Exercise instructions
All lines in the material containing the word "that" need to be copied.

Input
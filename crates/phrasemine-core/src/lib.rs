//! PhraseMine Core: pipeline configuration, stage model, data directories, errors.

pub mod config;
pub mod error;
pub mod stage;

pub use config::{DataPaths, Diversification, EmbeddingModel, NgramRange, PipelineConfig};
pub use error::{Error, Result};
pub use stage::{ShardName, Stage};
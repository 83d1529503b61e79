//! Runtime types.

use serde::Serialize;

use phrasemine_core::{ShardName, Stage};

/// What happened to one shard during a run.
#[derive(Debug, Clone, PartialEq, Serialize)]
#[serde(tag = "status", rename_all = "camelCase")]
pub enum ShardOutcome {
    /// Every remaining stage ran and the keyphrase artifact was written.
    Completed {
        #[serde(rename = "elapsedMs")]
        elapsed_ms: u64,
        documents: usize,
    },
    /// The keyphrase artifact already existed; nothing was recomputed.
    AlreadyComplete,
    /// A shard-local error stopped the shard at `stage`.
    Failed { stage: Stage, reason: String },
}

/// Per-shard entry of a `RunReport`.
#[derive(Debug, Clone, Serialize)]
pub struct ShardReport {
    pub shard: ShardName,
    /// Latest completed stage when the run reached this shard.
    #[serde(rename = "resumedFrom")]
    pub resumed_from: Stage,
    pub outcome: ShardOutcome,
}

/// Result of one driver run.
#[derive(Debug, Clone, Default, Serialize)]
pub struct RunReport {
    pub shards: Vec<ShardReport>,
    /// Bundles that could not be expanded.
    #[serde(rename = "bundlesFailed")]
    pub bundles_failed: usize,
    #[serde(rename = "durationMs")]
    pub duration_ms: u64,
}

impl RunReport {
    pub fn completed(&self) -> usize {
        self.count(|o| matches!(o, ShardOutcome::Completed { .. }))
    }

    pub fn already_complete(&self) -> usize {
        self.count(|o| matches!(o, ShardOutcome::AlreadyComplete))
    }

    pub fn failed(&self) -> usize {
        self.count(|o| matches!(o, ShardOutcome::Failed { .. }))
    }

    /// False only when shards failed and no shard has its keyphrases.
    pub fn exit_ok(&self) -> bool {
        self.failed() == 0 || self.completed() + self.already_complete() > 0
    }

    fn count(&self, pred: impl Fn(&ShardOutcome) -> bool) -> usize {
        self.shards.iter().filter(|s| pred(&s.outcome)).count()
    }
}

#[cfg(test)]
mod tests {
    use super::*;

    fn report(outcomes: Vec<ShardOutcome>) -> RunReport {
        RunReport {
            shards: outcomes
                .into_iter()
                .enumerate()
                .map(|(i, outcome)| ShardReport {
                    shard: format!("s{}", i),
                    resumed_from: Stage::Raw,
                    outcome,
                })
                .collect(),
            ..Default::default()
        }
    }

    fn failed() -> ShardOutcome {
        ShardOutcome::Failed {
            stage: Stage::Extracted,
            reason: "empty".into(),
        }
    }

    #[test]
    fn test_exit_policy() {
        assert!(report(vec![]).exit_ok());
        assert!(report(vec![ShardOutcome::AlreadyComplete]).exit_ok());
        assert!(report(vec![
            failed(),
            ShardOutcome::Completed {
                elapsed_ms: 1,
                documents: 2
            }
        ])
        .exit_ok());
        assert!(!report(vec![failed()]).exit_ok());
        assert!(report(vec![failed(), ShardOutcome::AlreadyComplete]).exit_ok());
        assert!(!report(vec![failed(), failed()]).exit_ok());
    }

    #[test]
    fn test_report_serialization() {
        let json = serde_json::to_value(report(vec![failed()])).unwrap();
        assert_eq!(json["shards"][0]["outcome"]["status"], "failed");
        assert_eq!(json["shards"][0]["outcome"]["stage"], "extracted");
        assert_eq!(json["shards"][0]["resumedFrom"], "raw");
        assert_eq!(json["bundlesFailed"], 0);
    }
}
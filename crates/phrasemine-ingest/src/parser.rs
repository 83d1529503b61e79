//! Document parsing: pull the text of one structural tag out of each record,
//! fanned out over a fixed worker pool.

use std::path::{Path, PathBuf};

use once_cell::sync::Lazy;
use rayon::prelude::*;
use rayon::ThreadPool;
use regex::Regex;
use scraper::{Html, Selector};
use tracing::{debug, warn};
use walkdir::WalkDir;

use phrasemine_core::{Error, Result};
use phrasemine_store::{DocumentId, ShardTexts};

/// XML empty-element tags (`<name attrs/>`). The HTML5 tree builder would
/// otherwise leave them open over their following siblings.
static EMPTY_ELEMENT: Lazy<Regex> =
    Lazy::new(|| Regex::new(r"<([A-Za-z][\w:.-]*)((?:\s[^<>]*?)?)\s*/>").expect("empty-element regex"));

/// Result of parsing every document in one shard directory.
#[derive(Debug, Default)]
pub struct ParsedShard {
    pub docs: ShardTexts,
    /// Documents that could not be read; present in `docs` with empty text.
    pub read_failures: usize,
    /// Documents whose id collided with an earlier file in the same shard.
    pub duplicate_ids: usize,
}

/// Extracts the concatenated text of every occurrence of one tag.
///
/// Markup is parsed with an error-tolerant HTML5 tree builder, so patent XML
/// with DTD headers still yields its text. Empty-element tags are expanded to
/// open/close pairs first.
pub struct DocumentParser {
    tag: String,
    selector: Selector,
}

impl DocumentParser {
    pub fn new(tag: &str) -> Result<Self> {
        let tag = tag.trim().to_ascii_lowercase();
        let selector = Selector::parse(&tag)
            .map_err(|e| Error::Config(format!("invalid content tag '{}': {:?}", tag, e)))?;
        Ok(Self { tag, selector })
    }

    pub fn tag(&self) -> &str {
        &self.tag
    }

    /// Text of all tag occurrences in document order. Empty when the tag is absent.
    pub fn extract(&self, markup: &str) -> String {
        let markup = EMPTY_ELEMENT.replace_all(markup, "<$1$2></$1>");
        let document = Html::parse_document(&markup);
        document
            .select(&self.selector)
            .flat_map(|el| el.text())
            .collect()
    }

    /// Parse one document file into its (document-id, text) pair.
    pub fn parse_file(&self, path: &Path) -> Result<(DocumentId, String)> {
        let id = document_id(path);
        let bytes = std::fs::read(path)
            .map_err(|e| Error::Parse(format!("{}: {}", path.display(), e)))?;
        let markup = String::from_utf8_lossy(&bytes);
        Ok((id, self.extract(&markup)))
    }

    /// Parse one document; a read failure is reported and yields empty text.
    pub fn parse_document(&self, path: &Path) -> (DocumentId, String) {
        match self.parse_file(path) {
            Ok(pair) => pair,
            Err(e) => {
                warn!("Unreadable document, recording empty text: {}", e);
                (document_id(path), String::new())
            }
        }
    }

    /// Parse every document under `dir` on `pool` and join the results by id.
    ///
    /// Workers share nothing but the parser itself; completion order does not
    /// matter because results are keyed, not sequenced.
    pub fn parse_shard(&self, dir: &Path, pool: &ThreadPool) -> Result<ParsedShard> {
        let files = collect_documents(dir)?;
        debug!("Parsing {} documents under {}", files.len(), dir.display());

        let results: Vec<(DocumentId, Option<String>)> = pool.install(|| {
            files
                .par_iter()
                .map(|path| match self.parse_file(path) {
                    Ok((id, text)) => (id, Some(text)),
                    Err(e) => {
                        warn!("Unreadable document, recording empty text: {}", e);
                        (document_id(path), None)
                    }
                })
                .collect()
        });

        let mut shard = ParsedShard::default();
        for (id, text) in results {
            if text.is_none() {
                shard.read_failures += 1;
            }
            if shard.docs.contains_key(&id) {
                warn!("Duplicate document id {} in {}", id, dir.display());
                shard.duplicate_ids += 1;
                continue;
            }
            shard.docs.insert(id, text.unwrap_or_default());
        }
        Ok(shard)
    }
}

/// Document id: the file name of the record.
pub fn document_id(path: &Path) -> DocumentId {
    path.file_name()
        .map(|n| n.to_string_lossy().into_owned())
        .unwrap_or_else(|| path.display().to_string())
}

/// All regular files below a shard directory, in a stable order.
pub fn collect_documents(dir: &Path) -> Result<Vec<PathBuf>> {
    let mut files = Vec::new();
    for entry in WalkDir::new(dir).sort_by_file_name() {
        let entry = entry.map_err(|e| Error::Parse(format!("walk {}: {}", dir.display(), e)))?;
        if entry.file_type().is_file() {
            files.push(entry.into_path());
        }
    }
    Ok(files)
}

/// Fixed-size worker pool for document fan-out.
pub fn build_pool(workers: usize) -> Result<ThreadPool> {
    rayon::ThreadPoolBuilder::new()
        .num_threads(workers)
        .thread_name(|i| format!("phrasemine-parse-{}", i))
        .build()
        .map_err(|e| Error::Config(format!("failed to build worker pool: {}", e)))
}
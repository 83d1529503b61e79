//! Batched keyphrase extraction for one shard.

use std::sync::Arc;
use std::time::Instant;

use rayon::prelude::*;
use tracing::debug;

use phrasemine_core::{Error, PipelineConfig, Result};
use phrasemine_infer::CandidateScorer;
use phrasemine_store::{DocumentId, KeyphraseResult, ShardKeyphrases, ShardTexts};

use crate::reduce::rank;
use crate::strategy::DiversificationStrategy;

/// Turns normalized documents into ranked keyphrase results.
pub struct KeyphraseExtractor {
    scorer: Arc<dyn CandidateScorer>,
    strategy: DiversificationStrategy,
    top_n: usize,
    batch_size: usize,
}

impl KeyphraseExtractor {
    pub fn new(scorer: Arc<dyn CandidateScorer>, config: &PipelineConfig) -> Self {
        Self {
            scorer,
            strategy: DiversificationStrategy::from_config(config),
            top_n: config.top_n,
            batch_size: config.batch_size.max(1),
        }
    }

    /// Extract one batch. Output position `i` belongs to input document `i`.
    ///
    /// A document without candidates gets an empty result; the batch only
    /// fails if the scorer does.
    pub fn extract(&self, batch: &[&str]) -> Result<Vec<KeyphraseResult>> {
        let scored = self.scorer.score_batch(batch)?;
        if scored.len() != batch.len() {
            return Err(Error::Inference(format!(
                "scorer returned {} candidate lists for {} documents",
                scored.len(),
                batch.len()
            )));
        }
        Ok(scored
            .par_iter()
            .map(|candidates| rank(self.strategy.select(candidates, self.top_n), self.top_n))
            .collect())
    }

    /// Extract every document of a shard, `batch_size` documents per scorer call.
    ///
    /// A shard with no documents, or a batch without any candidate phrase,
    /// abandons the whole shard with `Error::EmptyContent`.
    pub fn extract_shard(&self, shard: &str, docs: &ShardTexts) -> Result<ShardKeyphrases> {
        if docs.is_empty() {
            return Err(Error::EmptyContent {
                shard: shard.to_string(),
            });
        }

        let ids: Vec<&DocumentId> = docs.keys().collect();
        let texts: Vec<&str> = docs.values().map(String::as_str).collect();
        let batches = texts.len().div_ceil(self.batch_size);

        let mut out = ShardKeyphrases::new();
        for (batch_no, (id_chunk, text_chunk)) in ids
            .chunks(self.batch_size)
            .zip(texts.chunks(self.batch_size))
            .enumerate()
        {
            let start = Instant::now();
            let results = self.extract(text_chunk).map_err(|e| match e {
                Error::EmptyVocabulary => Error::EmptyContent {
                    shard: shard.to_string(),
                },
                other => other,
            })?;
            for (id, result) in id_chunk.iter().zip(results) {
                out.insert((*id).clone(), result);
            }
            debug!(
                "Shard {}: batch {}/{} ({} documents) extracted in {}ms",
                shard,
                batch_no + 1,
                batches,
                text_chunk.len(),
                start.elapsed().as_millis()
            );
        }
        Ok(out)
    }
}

Answer to this problem
    /// Bundles that could not be expanded.
    /// Documents that could not be read; present in `docs` with empty text.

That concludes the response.